Effects of silymarin on the pharmacokinetics of atorvastatin in diabetic rats.

The effect of silymarin (SMN) on the pharmacokinetics of atorvastatin in diabetic rats was evaluated. Male Wistar rats were assigned into two major groups and then sub-grouped according to the purposes of the study. The first major group was subdivided into three groups (n = 6) including control, non-treated diabetic and SMN-treated diabetic animals. In the first major group, metabolism of testosterone by the hepatic microsomes was studied.

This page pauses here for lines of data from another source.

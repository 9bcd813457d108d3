//! Process-wide tracing subscriber

use tracing_subscriber::{
    fmt::{self, format::FmtSpan},
    layer::SubscriberExt,
    util::SubscriberInitExt,
    EnvFilter,
};

use crate::config::{LogFormat, LoggingConfig};

/// Install the global subscriber. `RUST_LOG` takes precedence over the configured level.
pub fn init_logging(config: &LoggingConfig) -> Result<(), tracing_subscriber::util::TryInitError> {
    let filter = EnvFilter::try_from_default_env()
        .unwrap_or_else(|_| EnvFilter::new(&config.level));

    match config.format {
        LogFormat::Json => tracing_subscriber::registry()
            .with(filter)
            .with(
                fmt::layer()
                    .json()
                    .with_current_span(false)
                    .with_span_events(FmtSpan::CLOSE),
            )
            .try_init()?,
        LogFormat::Pretty => tracing_subscriber::registry()
            .with(filter)
            .with(fmt::layer().with_target(true))
            .try_init()?,
    }

    tracing::info!(level = %config.level, format = ?config.format, "Logging initialized");
    Ok(())
}
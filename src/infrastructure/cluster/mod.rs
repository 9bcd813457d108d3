//! Cluster control-plane implementations

mod deadline;
mod in_memory;
mod kubernetes;
mod template;

pub use deadline::DeadlineClusterClient;
pub use in_memory::InMemoryClusterClient;
pub use kubernetes::KubernetesClusterClient;
pub use template::InstanceTemplate;
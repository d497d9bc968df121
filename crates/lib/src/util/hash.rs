//! Bundle checksums recorded in the build manifest.

use std::fs::File;
use std::io::Read;
use std::path::Path;

use serde::{Deserialize, Serialize};
use sha2::{Digest, Sha256};

/// A full 64-character SHA-256 hex digest.
#[derive(Debug, Clone, PartialEq, Eq, Hash, Serialize, Deserialize)]
pub struct ContentHash(pub String);

impl std::fmt::Display for ContentHash {
  fn fmt(&self, f: &mut std::fmt::Formatter<'_>) -> std::fmt::Result {
    write!(f, "{}", self.0)
  }
}

#[derive(Debug, thiserror::Error)]
#[error("failed to read file {path}: {source}")]
pub struct HashError {
  pub path: String,
  #[source]
  pub source: std::io::Error,
}

/// Hash a file's contents without loading it into memory.
pub fn hash_file(path: &Path) -> Result<ContentHash, HashError> {
  let read_err = |source| HashError {
    path: path.display().to_string(),
    source,
  };

  let mut file = File::open(path).map_err(read_err)?;
  let mut hasher = Sha256::new();
  let mut buffer = [0u8; 8192];

  loop {
    let bytes_read = file.read(&mut buffer).map_err(read_err)?;
    if bytes_read == 0 {
      break;
    }
    hasher.update(&buffer[..bytes_read]);
  }

  Ok(ContentHash(hex::encode(hasher.finalize())))
}

pub fn hash_bytes(data: &[u8]) -> ContentHash {
  let mut hasher = Sha256::new();
  hasher.update(data);
  ContentHash(hex::encode(hasher.finalize()))
}
//! Step definitions consumed by the build engine.
//!
//! A [`Step`] is produced by an external step-file parser and arrives here as
//! trusted, shape-validated JSON. The engine wraps each one in a
//! [`BuildStepConfig`] carrying the paths needed to package it.

mod types;

pub use types::*;
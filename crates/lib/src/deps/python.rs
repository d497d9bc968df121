//! Python package resolution against a pre-populated site-packages directory.
//!
//! Distribution names (what the scanner or a requirements file reports) do
//! not always match the importable module on disk. Resolution tries a lookup
//! table of known mismatches first, then an ordered list of pure candidate
//! generators. A package that cannot be found is logged and omitted.

use std::path::{Path, PathBuf};

use tracing::{debug, warn};
use walkdir::DirEntry;

use crate::archive::{ArchiveError, ArchiveSource, Archiver};

/// Produces alternative module spellings for a package name.
pub type CandidateGenerator = fn(&str) -> Vec<String>;

/// Tried in order; the first spelling that exists on disk wins.
pub const CANDIDATE_GENERATORS: &[CandidateGenerator] = &[
  as_is,
  hyphen_to_underscore,
  underscore_to_hyphen,
  lowercase,
  strip_python_prefix,
];

/// Distributions whose importable module name differs from the distribution name.
const KNOWN_MODULES: &[(&str, &[&str])] = &[
  ("beautifulsoup4", &["bs4"]),
  ("pyyaml", &["yaml"]),
  ("pillow", &["PIL"]),
  ("python-dateutil", &["dateutil"]),
  ("python-dotenv", &["dotenv"]),
  ("python-multipart", &["multipart", "python_multipart"]),
  ("scikit-learn", &["sklearn"]),
  ("scikit-image", &["skimage"]),
  ("opencv-python", &["cv2"]),
  ("opencv-python-headless", &["cv2"]),
  ("protobuf", &["google"]),
  ("pyjwt", &["jwt"]),
  ("psycopg2-binary", &["psycopg2"]),
  ("pymysql", &["pymysql"]),
  ("websocket-client", &["websocket"]),
  ("attrs", &["attr", "attrs"]),
  ("setuptools", &["setuptools", "pkg_resources"]),
  ("msgpack-python", &["msgpack"]),
  ("google-cloud-storage", &["google"]),
];

/// Directory names never copied out of a package.
const SKIPPED_DIRS: &[&str] = &["__pycache__", "tests", "test", "docs", "doc"];
const SKIPPED_DIR_SUFFIXES: &[&str] = &[".dist-info", ".egg-info"];
const SKIPPED_FILE_SUFFIXES: &[&str] = &[".pyc", ".pyo"];

fn as_is(name: &str) -> Vec<String> {
  vec![name.to_string()]
}

fn hyphen_to_underscore(name: &str) -> Vec<String> {
  vec![name.replace('-', "_")]
}

fn underscore_to_hyphen(name: &str) -> Vec<String> {
  vec![name.replace('_', "-")]
}

fn lowercase(name: &str) -> Vec<String> {
  let lower = name.to_lowercase();
  vec![lower.replace('-', "_"), lower]
}

fn strip_python_prefix(name: &str) -> Vec<String> {
  let lower = name.to_lowercase();
  ["python-", "python_"]
    .iter()
    .filter_map(|prefix| lower.strip_prefix(prefix))
    .flat_map(|rest| [rest.replace('-', "_"), rest.to_string()])
    .collect()
}

/// PEP 503 normalization, used for the lookup table.
fn normalize(name: &str) -> String {
  name.to_lowercase().replace('_', "-").replace('.', "-")
}

pub fn known_modules(package: &str) -> Option<&'static [&'static str]> {
  let normalized = normalize(package);
  KNOWN_MODULES
    .iter()
    .find(|(dist, _)| *dist == normalized)
    .map(|(_, modules)| *modules)
}

/// All candidate module names for `package`, deduplicated, in trial order.
pub fn candidate_names(package: &str) -> Vec<String> {
  let mut names: Vec<String> = Vec::new();
  for generate in CANDIDATE_GENERATORS {
    for name in generate(package) {
      if !name.is_empty() && !names.contains(&name) {
        names.push(name);
      }
    }
  }
  names
}

#[derive(Debug, Clone, PartialEq, Eq)]
pub enum ResolvedPackage {
  Directory(PathBuf),
  File(PathBuf),
}

impl ResolvedPackage {
  pub fn path(&self) -> &Path {
    match self {
      ResolvedPackage::Directory(path) | ResolvedPackage::File(path) => path,
    }
  }
}

fn probe(site_packages: &Path, module: &str) -> Option<ResolvedPackage> {
  let dir = site_packages.join(module);
  if dir.is_dir() {
    return Some(ResolvedPackage::Directory(dir));
  }
  let file = site_packages.join(format!("{module}.py"));
  if file.is_file() {
    return Some(ResolvedPackage::File(file));
  }
  None
}

/// Locate `package` inside `site_packages`, as a package directory or a single module file.
pub fn resolve(site_packages: &Path, package: &str) -> Option<ResolvedPackage> {
  if let Some(modules) = known_modules(package)
    && let Some(found) = modules.iter().find_map(|m| probe(site_packages, m))
  {
    debug!(package, path = %found.path().display(), "resolved from lookup table");
    return Some(found);
  }

  if let Some(found) = candidate_names(package).iter().find_map(|m| probe(site_packages, m)) {
    debug!(package, path = %found.path().display(), "resolved python package");
    return Some(found);
  }

  warn!(
    package,
    site_packages = %site_packages.display(),
    "python package not found in site-packages; it will be omitted from the bundle"
  );
  None
}

/// Whether a walked entry belongs in the bundle.
pub fn include_entry(entry: &DirEntry) -> bool {
  let name = entry.file_name().to_string_lossy();
  if entry.file_type().is_dir() {
    !SKIPPED_DIRS.contains(&&*name) && !SKIPPED_DIR_SUFFIXES.iter().any(|s| name.ends_with(s))
  } else {
    !SKIPPED_FILE_SUFFIXES.iter().any(|s| name.ends_with(s))
  }
}

/// Copy `package` into the archive root. Returns false if it could not be resolved.
pub fn add_package(archiver: &mut Archiver, site_packages: &Path, package: &str) -> Result<bool, ArchiveError> {
  let Some(resolved) = resolve(site_packages, package) else {
    return Ok(false);
  };

  let name = resolved
    .path()
    .file_name()
    .map(|n| n.to_string_lossy().into_owned())
    .unwrap_or_else(|| package.to_string());

  match resolved {
    ResolvedPackage::Directory(path) => archiver.append_directory_filtered(&path, &name, include_entry)?,
    ResolvedPackage::File(path) => archiver.append(ArchiveSource::File(path), &name)?,
  }
  Ok(true)
}
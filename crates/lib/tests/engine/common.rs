//! Shared fixtures: a temporary project and in-process collaborators.

use std::collections::HashMap;
use std::fs;
use std::path::{Path, PathBuf};
use std::sync::Arc;
use std::sync::atomic::{AtomicUsize, Ordering};

use async_trait::async_trait;
use steppack_lib::build::{BuildError, Builder};
use steppack_lib::build::csharp::CSharpBuilder;
use steppack_lib::build::node::NodeBuilder;
use steppack_lib::build::python::PythonBuilder;
use steppack_lib::build::ruby::RubyBuilder;
use steppack_lib::bundle::{BundleError, ModuleBundler};
use steppack_lib::config::BuildConfig;
use steppack_lib::listener::BuildListener;
use steppack_lib::scan::{DependencyScanner, ScanError, ScanResult};
use steppack_lib::step::{BuildStepConfig, Language};
use steppack_lib::validate::ValidationError;
use tempfile::TempDir;

/// Scanner answering from a table keyed by step file name.
#[derive(Default)]
pub struct TableScanner(pub HashMap<String, ScanResult>);

impl TableScanner {
  pub fn with(mut self, file_name: &str, packages: &[&str], files: &[&str]) -> Self {
    self.0.insert(
      file_name.to_string(),
      ScanResult {
        packages: packages.iter().map(|p| p.to_string()).collect(),
        files: files.iter().map(|f| f.to_string()).collect(),
      },
    );
    self
  }
}

#[async_trait]
impl DependencyScanner for TableScanner {
  async fn scan(&self, _project_dir: &Path, step_path: &Path) -> Result<ScanResult, ScanError> {
    let name = step_path
      .file_name()
      .map(|n| n.to_string_lossy().into_owned())
      .unwrap_or_default();
    Ok(self.0.get(&name).cloned().unwrap_or_default())
  }
}

/// Bundler that copies the entry file unchanged.
pub struct CopyBundler;

#[async_trait]
impl ModuleBundler for CopyBundler {
  async fn bundle(&self, entry: &Path, out_file: &Path) -> Result<(), BundleError> {
    fs::copy(entry, out_file).map_err(|source| BundleError::Spawn {
      program: "copy".into(),
      source,
    })?;
    Ok(())
  }
}

/// A throwaway project directory.
pub struct TestProject {
  pub temp: TempDir,
}

impl TestProject {
  pub fn new() -> Self {
    let project = Self {
      temp: TempDir::new().unwrap(),
    };
    fs::create_dir_all(project.site_packages()).unwrap();
    project
  }

  pub fn root(&self) -> &Path {
    self.temp.path()
  }

  pub fn dist(&self) -> PathBuf {
    self.root().join("dist")
  }

  pub fn site_packages(&self) -> PathBuf {
    self.root().join("site-packages")
  }

  pub fn write(&self, relative: &str, content: &str) -> PathBuf {
    let path = self.root().join(relative);
    if let Some(parent) = path.parent() {
      fs::create_dir_all(parent).unwrap();
    }
    fs::write(&path, content).unwrap();
    path
  }

  pub fn config(&self) -> BuildConfig {
    BuildConfig::new(self.root())
      .with_site_packages(self.site_packages())
      .with_csharp_runtime(self.root().join("runtime"))
      .with_parallelism(2)
  }

  /// A builder with every language backend wired to in-process collaborators.
  pub fn builder(&self, scanner: TableScanner) -> Builder {
    self.builder_with_config(self.config(), scanner)
  }

  pub fn builder_with_config(&self, config: BuildConfig, scanner: TableScanner) -> Builder {
    let mut builder = Builder::new(config);
    builder.register_builder(Language::Node, Arc::new(NodeBuilder::new(Arc::new(CopyBundler))));
    builder.register_builder(Language::Python, Arc::new(PythonBuilder::new(Arc::new(scanner))));
    builder.register_builder(Language::CSharp, Arc::new(CSharpBuilder::new()));
    builder.register_builder(Language::Ruby, Arc::new(RubyBuilder::new()));
    builder
  }
}

/// Sorted entry names of a zip file.
pub fn zip_entries(path: &Path) -> Vec<String> {
  let archive = zip::ZipArchive::new(fs::File::open(path).unwrap()).unwrap();
  let mut names: Vec<String> = archive.file_names().map(str::to_string).collect();
  names.sort();
  names
}

/// Counts listener callbacks.
#[derive(Default)]
pub struct CountingListener {
  pub started: AtomicUsize,
  pub ended: AtomicUsize,
  pub failed: AtomicUsize,
  pub warnings: AtomicUsize,
  pub error_batches: AtomicUsize,
}

impl CountingListener {
  pub fn count(counter: &AtomicUsize) -> usize {
    counter.load(Ordering::SeqCst)
  }
}

impl BuildListener for CountingListener {
  fn on_build_start(&self, _step: &BuildStepConfig) {
    self.started.fetch_add(1, Ordering::SeqCst);
  }

  fn on_build_end(&self, _step: &BuildStepConfig, _size: u64) {
    self.ended.fetch_add(1, Ordering::SeqCst);
  }

  fn on_build_error(&self, _step: &BuildStepConfig, _error: &BuildError) {
    self.failed.fetch_add(1, Ordering::SeqCst);
  }

  fn on_build_warning(&self, _warning: &ValidationError) {
    self.warnings.fetch_add(1, Ordering::SeqCst);
  }

  fn on_build_errors(&self, _errors: &[ValidationError]) {
    self.error_batches.fetch_add(1, Ordering::SeqCst);
  }
}
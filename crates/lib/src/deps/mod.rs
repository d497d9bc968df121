//! Language-specific dependency resolution.

pub mod python;
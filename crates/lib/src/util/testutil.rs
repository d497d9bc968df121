//! Fixtures shared by unit tests.

use std::sync::Mutex;
use std::sync::atomic::{AtomicUsize, Ordering};
use std::time::Duration;

use async_trait::async_trait;

use crate::archive::{ArchiveResult, Archiver};
use crate::build::{BuildError, Builder, RouteEntry, RouterBuildResult, StepBuilder};
use crate::config::BuildConfig;
use crate::listener::BuildListener;
use crate::step::{BuildStepConfig, Step};
use crate::validate::ValidationError;

pub const PROJECT_DIR: &str = "/project";

/// A builder for `/project` with `steps` registered and no backends.
pub fn builder_with(steps: Vec<Step>) -> Builder {
  let mut builder = Builder::new(BuildConfig::new(PROJECT_DIR));
  for step in steps {
    builder.add_step(step).unwrap();
  }
  builder
}

/// Backend that reports a fixed uncompressed size without real packaging.
///
/// A bundle file is only written when the project directory exists, so
/// registry-only tests can use a fictional project path.
#[derive(Default)]
pub struct FakeBuilder {
  size: u64,
  delay: Duration,
  fail_on: Option<String>,
  pub step_calls: AtomicUsize,
  pub router_calls: AtomicUsize,
  in_flight: AtomicUsize,
  pub max_in_flight: AtomicUsize,
}

impl FakeBuilder {
  pub fn sized(size: u64) -> Self {
    Self {
      size,
      ..Default::default()
    }
  }

  pub fn with_delay(mut self, millis: u64) -> Self {
    self.delay = Duration::from_millis(millis);
    self
  }

  pub fn failing_on(mut self, step: &str) -> Self {
    self.fail_on = Some(step.to_string());
    self
  }

  fn package(&self, config: &BuildConfig, bundle_path: &str) -> Result<ArchiveResult, BuildError> {
    if !config.project_dir.is_dir() {
      return Ok(ArchiveResult {
        compressed_size: self.size,
        uncompressed_size: self.size,
      });
    }
    let mut archiver = Archiver::create(config.dist_dir.join(bundle_path))?;
    archiver.append(vec![0u8; self.size as usize], "payload")?;
    let result = archiver.finalize()?;
    Ok(result)
  }
}

#[async_trait]
impl StepBuilder for FakeBuilder {
  async fn build(&self, config: &BuildConfig, step: &BuildStepConfig) -> Result<ArchiveResult, BuildError> {
    self.step_calls.fetch_add(1, Ordering::SeqCst);
    let now = self.in_flight.fetch_add(1, Ordering::SeqCst) + 1;
    self.max_in_flight.fetch_max(now, Ordering::SeqCst);
    tokio::time::sleep(self.delay).await;
    self.in_flight.fetch_sub(1, Ordering::SeqCst);

    if self.fail_on.as_deref() == Some(step.name()) {
      return Err(BuildError::Task(format!("{} failed", step.name())));
    }
    self.package(config, &step.bundle_path)
  }

  async fn build_api_steps(
    &self,
    config: &BuildConfig,
    steps: &[BuildStepConfig],
  ) -> Result<RouterBuildResult, BuildError> {
    self.router_calls.fetch_add(1, Ordering::SeqCst);
    let language = steps[0].language;
    let bundle_path = language.router_bundle_path();
    let archive = self.package(config, &bundle_path)?;
    let routes = steps.iter().map(RouteEntry::from_step).collect::<Result<_, _>>()?;
    Ok(RouterBuildResult {
      language,
      bundle_path,
      entrypoint_path: "router".to_string(),
      routes,
      archive,
    })
  }
}

/// Listener that records every callback for later assertions.
#[derive(Default)]
pub struct RecordingListener {
  pub started: Mutex<Vec<String>>,
  pub ended: Mutex<Vec<(String, u64)>>,
  pub errored: Mutex<Vec<String>>,
  pub warnings: Mutex<Vec<ValidationError>>,
  pub error_batches: AtomicUsize,
}

impl RecordingListener {
  /// Names of steps that finished, sorted.
  pub fn ended(&self) -> Vec<String> {
    let mut names: Vec<String> = self.ended.lock().unwrap().iter().map(|(n, _)| n.clone()).collect();
    names.sort();
    names
  }

  pub fn errored(&self) -> Vec<String> {
    let mut names = self.errored.lock().unwrap().clone();
    names.sort();
    names
  }
}

impl BuildListener for RecordingListener {
  fn on_build_start(&self, step: &BuildStepConfig) {
    self.started.lock().unwrap().push(step.name().to_string());
  }

  fn on_build_end(&self, step: &BuildStepConfig, size: u64) {
    self.ended.lock().unwrap().push((step.name().to_string(), size));
  }

  fn on_build_error(&self, step: &BuildStepConfig, _error: &BuildError) {
    self.errored.lock().unwrap().push(step.name().to_string());
  }

  fn on_build_warning(&self, warning: &ValidationError) {
    self.warnings.lock().unwrap().push(warning.clone());
  }

  fn on_build_errors(&self, _errors: &[ValidationError]) {
    self.error_batches.fetch_add(1, Ordering::SeqCst);
  }
}
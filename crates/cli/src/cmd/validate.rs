//! Implementation of the `steppack validate` command.
//!
//! Runs the validators over the step definitions without building anything,
//! so size limits are not checked.

use anyhow::Result;

use steppack_lib::build::Builder;

use super::project::{Project, ProjectArgs};
use crate::output::{OutputFormat, print_error, print_findings, print_json, print_success};

pub fn cmd_validate(args: &ProjectArgs, format: OutputFormat) -> Result<bool> {
  let project = Project::load(args)?;
  let mut builder = Builder::new(project.config.clone());
  project.register(&mut builder)?;

  let outcome = builder.validate();

  if format.is_json() {
    print_json(&outcome)?;
    return Ok(outcome.success);
  }

  print_findings(&outcome.errors, &outcome.warnings);
  if outcome.success {
    print_success(&format!(
      "{} step(s) valid ({} warning(s))",
      builder.steps().len(),
      outcome.warnings.len()
    ));
  } else {
    print_error(&format!("Validation failed with {} error(s)", outcome.errors.len()));
  }

  Ok(outcome.success)
}
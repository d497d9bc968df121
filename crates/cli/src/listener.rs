//! Terminal rendering of build progress.

use owo_colors::{OwoColorize, Stream};

use steppack_lib::build::BuildError;
use steppack_lib::listener::BuildListener;
use steppack_lib::step::BuildStepConfig;
use steppack_lib::validate::ValidationError;

use crate::output::{describe_finding, format_bytes, print_error, print_warning, symbols};

/// Prints one line per step event. With `verbose`, step starts are shown too.
pub struct ConsoleListener {
  verbose: bool,
}

impl ConsoleListener {
  pub fn new(verbose: bool) -> Self {
    Self { verbose }
  }
}

impl BuildListener for ConsoleListener {
  fn on_build_start(&self, step: &BuildStepConfig) {
    if self.verbose {
      println!(
        "  {} {} {}",
        symbols::ARROW.if_supports_color(Stream::Stdout, |s| s.dimmed()),
        step.name(),
        step.entrypoint_path.if_supports_color(Stream::Stdout, |s| s.dimmed())
      );
    }
  }

  fn on_build_end(&self, step: &BuildStepConfig, size: u64) {
    println!(
      "  {} {} [{}] {}",
      symbols::SUCCESS.if_supports_color(Stream::Stdout, |s| s.green()),
      step.name(),
      step.language,
      format_bytes(size).if_supports_color(Stream::Stdout, |s| s.dimmed())
    );
  }

  fn on_build_error(&self, step: &BuildStepConfig, error: &BuildError) {
    print_error(&format!("{} ({}): {}", step.entrypoint_path, step.name(), error));
  }

  fn on_build_warning(&self, warning: &ValidationError) {
    print_warning(&describe_finding(warning));
  }

  fn on_build_errors(&self, errors: &[ValidationError]) {
    for error in errors {
      print_error(&describe_finding(error));
    }
  }
}
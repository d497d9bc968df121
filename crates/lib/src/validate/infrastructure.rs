//! Resource and queue configuration of event steps.

use super::ValidationReport;
use crate::build::Builder;
use crate::config::Limits;
use crate::consts::TRACE_ID_GROUP;
use crate::step::{BuildStepConfig, HandlerConfig, QueueConfig, QueueType, StepType};

/// Highest vCPU allocation allowed for each RAM tier, in MB.
const CPU_TIERS: &[(u32, f64)] = &[
  (1769, 1.0),
  (3538, 2.0),
  (5308, 3.0),
  (7077, 4.0),
  (8846, 5.0),
  (10240, 6.0),
];

pub fn max_cpu_for_ram(ram: u32) -> f64 {
  CPU_TIERS
    .iter()
    .find(|(tier, _)| ram <= *tier)
    .or(CPU_TIERS.last())
    .map(|(_, cpu)| *cpu)
    .unwrap_or(1.0)
}

fn plural(n: u32, unit: &str) -> String {
  if n == 1 { format!("{n} {unit}") } else { format!("{n} {unit}s") }
}

fn check_handler(handler: &HandlerConfig, limits: &Limits) -> Vec<String> {
  let mut problems = Vec::new();

  if let Some(ram) = handler.ram {
    if ram < limits.ram_min_mb {
      problems.push(format!("RAM must be at least {} MB", limits.ram_min_mb));
    } else if ram > limits.ram_max_mb {
      problems.push(format!("RAM cannot exceed {} MB", limits.ram_max_mb));
    }
  }

  if let Some(timeout) = handler.timeout {
    if timeout < limits.timeout_min_secs {
      problems.push(format!("Timeout must be at least {}", plural(limits.timeout_min_secs, "second")));
    } else if timeout > limits.timeout_max_secs {
      problems.push(format!("Timeout cannot exceed {}", plural(limits.timeout_max_secs, "second")));
    }
  }

  if let Some(cpu) = handler.cpu {
    if cpu <= 0.0 {
      problems.push("CPU must be greater than 0".to_string());
    } else {
      // Without RAM the handler gets the lowest tier.
      let ram = handler.ram.unwrap_or(CPU_TIERS[0].0);
      let max = max_cpu_for_ram(ram);
      if cpu > max {
        let source = if handler.ram.is_some() { "" } else { " (RAM not set)" };
        problems.push(format!(
          "CPU value {cpu} is not proportional to RAM: {ram} MB{source} allows at most {max} vCPU"
        ));
      }
    }
  }

  problems
}

fn check_message_group(step: &BuildStepConfig, group: &str) -> Option<String> {
  if group == TRACE_ID_GROUP {
    return None;
  }
  if group.contains(['.', '[', ']']) {
    return Some(format!(
      "messageGroupId '{group}' must be a simple field path (nested and indexed fields are not supported)"
    ));
  }
  let Some(schema) = step.config.input_schema.as_ref() else {
    return Some(format!(
      "Cannot validate messageGroupId '{group}': step has no input schema defined"
    ));
  };
  let declared = schema
    .get("properties")
    .and_then(|p| p.as_object())
    .is_some_and(|p| p.contains_key(group));
  if !declared {
    return Some(format!("messageGroupId '{group}' does not exist in step's input schema"));
  }
  None
}

fn check_queue(step: &BuildStepConfig, queue: &QueueConfig, handler: Option<&HandlerConfig>) -> Vec<String> {
  let mut problems = Vec::new();

  if let Some(retries) = queue.max_retries
    && retries < 0
  {
    problems.push("maxRetries must be greater than or equal to 0".to_string());
  }

  match queue.message_group_id.as_deref() {
    None if queue.queue_type == QueueType::Fifo => {
      problems.push("FIFO queues require a messageGroupId".to_string());
    }
    None => {}
    Some(group) => problems.extend(check_message_group(step, group)),
  }

  if let Some(visibility) = queue.visibility_timeout
    && let Some(timeout) = handler.and_then(|h| h.timeout)
    && visibility <= timeout
  {
    problems.push(format!(
      "Visibility timeout ({visibility}s) must be greater than handler timeout ({timeout}s)"
    ));
  }

  problems
}

/// Only event steps run on their own infrastructure; api and cron steps get a
/// warning when they declare it.
pub fn validate_infrastructure(builder: &Builder) -> ValidationReport {
  let mut report = ValidationReport::default();
  let limits = &builder.config().limits;

  for step in builder.steps().values() {
    let Some(infrastructure) = step.config.infrastructure.as_ref() else {
      continue;
    };

    if step.step_type() != StepType::Event {
      report.warning(
        &step.entrypoint_path,
        step.name(),
        format!(
          "Infrastructure configuration is ignored for {} steps",
          step.step_type()
        ),
      );
      continue;
    }

    let handler = infrastructure.handler.as_ref();
    let mut problems = handler.map(|h| check_handler(h, limits)).unwrap_or_default();
    if let Some(queue) = infrastructure.queue.as_ref() {
      problems.extend(check_queue(step, queue, handler));
    }

    for problem in problems {
      report.error(&step.entrypoint_path, step.name(), problem);
    }
  }

  report
}
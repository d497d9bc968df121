//! Build progress callbacks.

use crate::build::BuildError;
use crate::step::BuildStepConfig;
use crate::validate::ValidationError;

/// Receives progress notifications from the [`Builder`](crate::build::Builder).
///
/// Every method has a no-op default, so implementors only override what they
/// report. Callbacks are invoked from the orchestrating task, never concurrently.
pub trait BuildListener: Send + Sync {
  fn on_build_start(&self, _step: &BuildStepConfig) {}

  /// `size` is the compressed bundle size in bytes.
  fn on_build_end(&self, _step: &BuildStepConfig, _size: u64) {}

  fn on_build_error(&self, _step: &BuildStepConfig, _error: &BuildError) {}

  fn on_build_warning(&self, _warning: &ValidationError) {}

  fn on_build_errors(&self, _errors: &[ValidationError]) {}
}

/// Listener that ignores every event.
#[derive(Debug, Default, Clone, Copy)]
pub struct NoopListener;

impl BuildListener for NoopListener {}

The second major group also was divided to three groups including atorvastatin-treated non-diabetic, atorvastatin-treated diabetic and diabetic animals which received both atorvastatin and SMN. To study the pharmacokinetics of atorvastatin, serum samples were collected at 0, 3, 6, 12 and 24 h after the atorvastatin administration. Pharmacokinetic parameters were calculated using non-compartmental model. Streptozotocin-induced diabetes resulted in a remarkable induction of testosterone hydroxylation as the V max for 6β-hydroxytestosterone production in the diabetic rats (77.3 ± 8.6 pM/min/mg) was significantly higher than that in the control animals (45.9 ± 5.9 pM/min/mg). Moreover, SMN-treated animals showed a significant (P < 0.05) reduction of V max (59.4 ± 6.1 pM/min/mg). Diabetes resulted in a significant reduction of AUC (control 6.98 ± 0.58 vs diabetic rats 4.35 ± 0.24 h mg/ml) and C max values (control 0.52 ± 0.03 vs diabetic group 0.33 ± 0.01 μg/ml), while the SMN-received group showed remarkable recovery of diabetes-reduced values of AUC and C max. These findings indicated that diabetes resulted in a significant up-regulation of microsomal enzyme activities. Moreover, as SMN could significantly regulate the enzyme activities and consequently the atorvastatin pharmacokinetics in diabetic rats, its regulative effect in a combination therapy is concluded.